» Task item
Quote the entries below from the line with "let values = bind_values(&row, &columns).unwrap();" through the line with "let mut short = jane();", both ends included, and only those lines.
─── Stored data
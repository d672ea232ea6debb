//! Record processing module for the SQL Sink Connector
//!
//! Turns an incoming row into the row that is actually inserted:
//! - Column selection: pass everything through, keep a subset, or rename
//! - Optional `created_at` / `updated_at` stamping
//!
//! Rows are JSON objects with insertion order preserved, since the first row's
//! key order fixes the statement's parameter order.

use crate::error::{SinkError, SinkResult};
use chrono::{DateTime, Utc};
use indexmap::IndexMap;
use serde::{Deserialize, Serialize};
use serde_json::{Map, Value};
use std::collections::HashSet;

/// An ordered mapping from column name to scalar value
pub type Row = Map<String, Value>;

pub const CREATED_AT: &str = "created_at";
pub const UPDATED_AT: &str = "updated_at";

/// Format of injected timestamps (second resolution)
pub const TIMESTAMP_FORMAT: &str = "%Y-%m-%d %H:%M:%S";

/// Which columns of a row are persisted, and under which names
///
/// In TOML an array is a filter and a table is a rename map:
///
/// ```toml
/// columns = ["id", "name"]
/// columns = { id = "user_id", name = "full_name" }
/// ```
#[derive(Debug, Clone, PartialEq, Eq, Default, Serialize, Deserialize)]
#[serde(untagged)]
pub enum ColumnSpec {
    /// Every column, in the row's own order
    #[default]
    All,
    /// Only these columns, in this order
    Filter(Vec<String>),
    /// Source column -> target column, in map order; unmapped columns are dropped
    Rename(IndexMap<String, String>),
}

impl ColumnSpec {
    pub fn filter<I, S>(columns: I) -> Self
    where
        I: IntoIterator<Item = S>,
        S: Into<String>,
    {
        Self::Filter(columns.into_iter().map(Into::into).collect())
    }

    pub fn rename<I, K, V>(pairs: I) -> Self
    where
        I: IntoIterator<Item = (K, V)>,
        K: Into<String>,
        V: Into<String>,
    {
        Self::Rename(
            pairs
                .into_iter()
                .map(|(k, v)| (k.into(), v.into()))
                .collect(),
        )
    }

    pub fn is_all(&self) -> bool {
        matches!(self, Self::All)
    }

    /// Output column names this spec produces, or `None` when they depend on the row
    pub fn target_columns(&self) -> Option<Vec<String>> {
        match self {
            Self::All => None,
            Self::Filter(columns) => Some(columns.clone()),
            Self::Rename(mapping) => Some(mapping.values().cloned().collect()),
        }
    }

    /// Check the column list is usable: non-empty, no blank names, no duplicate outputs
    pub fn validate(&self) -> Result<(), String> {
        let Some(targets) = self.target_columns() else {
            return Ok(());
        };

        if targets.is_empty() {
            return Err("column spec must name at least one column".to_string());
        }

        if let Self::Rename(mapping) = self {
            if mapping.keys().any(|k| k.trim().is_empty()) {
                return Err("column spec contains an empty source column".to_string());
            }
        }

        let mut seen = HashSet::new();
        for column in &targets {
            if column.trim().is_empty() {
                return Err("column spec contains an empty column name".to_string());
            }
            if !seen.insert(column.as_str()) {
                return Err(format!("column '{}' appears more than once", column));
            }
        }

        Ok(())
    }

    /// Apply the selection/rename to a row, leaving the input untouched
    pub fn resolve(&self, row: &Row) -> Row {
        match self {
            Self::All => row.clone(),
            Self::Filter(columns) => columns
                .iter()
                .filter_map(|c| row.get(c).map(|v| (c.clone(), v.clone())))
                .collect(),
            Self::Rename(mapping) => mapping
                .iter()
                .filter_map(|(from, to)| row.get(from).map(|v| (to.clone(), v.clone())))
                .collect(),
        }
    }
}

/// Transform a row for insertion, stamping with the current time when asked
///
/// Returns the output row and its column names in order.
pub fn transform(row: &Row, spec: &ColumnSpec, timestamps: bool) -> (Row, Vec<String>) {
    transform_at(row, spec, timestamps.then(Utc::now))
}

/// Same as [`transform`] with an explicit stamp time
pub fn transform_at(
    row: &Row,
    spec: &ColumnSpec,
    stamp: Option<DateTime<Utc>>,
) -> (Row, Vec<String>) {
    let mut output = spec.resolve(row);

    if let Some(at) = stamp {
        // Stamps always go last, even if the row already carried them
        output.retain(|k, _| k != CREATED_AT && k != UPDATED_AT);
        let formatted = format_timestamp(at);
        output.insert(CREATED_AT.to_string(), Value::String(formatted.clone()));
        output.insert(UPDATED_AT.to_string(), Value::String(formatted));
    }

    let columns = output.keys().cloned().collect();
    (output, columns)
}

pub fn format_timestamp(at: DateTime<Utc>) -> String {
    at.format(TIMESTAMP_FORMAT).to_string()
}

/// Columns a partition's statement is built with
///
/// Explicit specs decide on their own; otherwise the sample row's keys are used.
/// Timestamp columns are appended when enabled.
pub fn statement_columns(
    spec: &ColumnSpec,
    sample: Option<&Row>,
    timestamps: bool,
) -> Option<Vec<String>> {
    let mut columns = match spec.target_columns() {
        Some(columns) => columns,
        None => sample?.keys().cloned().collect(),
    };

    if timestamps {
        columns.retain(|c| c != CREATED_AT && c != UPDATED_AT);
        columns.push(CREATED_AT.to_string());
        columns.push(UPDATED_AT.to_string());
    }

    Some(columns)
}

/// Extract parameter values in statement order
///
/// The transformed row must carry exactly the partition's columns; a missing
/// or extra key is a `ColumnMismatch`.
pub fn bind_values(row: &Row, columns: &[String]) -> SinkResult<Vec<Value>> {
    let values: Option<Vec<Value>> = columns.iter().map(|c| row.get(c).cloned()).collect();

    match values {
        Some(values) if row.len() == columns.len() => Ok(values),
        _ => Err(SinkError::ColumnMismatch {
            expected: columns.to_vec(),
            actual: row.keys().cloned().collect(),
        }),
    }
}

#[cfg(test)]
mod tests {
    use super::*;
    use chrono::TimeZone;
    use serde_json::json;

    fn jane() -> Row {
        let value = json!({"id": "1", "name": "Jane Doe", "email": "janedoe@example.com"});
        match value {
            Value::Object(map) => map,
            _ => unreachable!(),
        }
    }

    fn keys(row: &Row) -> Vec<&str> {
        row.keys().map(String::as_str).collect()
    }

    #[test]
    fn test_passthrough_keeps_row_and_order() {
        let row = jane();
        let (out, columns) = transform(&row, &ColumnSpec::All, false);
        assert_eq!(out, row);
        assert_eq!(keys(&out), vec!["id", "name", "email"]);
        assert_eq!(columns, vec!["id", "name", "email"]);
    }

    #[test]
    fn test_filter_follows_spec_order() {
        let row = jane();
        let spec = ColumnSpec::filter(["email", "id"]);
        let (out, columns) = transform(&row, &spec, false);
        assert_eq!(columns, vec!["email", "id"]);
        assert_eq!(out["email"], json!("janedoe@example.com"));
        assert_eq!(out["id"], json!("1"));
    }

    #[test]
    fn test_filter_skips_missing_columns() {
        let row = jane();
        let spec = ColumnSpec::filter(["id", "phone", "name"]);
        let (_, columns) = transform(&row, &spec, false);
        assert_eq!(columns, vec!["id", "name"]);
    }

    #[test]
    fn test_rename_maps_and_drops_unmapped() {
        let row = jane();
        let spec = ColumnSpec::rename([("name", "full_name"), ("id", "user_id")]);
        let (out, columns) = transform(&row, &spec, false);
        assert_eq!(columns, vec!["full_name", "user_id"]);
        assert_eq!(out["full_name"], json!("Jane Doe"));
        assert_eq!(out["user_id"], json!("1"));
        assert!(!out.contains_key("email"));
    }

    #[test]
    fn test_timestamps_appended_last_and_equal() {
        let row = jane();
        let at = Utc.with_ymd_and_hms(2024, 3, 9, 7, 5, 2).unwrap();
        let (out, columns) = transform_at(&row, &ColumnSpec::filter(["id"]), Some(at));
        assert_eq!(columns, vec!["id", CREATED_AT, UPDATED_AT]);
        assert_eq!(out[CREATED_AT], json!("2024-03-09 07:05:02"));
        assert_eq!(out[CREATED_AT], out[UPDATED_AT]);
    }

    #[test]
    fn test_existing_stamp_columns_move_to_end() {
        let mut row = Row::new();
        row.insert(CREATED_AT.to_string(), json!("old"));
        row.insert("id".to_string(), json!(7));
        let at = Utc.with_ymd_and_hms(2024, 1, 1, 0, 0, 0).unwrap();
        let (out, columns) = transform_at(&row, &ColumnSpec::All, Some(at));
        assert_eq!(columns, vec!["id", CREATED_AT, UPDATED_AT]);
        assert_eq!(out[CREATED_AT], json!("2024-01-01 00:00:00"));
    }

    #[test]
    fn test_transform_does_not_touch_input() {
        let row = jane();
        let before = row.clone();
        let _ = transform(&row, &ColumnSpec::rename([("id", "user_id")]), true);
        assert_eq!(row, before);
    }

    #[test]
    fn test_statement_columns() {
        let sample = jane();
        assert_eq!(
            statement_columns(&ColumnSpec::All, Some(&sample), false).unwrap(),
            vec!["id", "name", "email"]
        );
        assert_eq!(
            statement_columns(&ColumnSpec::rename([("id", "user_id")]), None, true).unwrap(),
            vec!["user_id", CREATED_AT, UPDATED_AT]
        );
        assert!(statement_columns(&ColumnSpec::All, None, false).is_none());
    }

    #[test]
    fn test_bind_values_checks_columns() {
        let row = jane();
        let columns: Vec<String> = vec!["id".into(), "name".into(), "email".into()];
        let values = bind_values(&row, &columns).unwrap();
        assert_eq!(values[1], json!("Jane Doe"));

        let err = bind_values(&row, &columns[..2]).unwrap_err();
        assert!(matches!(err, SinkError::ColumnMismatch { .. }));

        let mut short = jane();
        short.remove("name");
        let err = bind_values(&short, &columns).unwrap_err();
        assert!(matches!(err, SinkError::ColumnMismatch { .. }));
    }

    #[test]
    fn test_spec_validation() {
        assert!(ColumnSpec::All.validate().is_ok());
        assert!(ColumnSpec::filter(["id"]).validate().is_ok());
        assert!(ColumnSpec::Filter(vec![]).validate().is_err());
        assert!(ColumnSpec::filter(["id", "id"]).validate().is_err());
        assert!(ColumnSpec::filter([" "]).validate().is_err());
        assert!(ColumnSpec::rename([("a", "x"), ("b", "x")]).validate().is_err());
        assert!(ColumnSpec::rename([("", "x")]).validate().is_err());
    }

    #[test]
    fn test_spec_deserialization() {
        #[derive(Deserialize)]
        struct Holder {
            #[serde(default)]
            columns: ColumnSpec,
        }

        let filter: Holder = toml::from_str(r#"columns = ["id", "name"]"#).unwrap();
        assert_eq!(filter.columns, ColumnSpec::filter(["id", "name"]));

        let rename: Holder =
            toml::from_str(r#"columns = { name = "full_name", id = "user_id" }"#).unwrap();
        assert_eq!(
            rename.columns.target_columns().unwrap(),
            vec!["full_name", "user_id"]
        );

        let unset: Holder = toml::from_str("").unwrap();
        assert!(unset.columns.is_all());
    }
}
──────
» Exercise output
        let values = bind_values(&row, &columns).unwrap();
        assert_eq!(values[1], json!("Jane Doe"));

        let err = bind_values(&row, &columns[..2]).unwrap_err();
        assert!(matches!(err, SinkError::ColumnMismatch { .. }));

        let mut short = jane();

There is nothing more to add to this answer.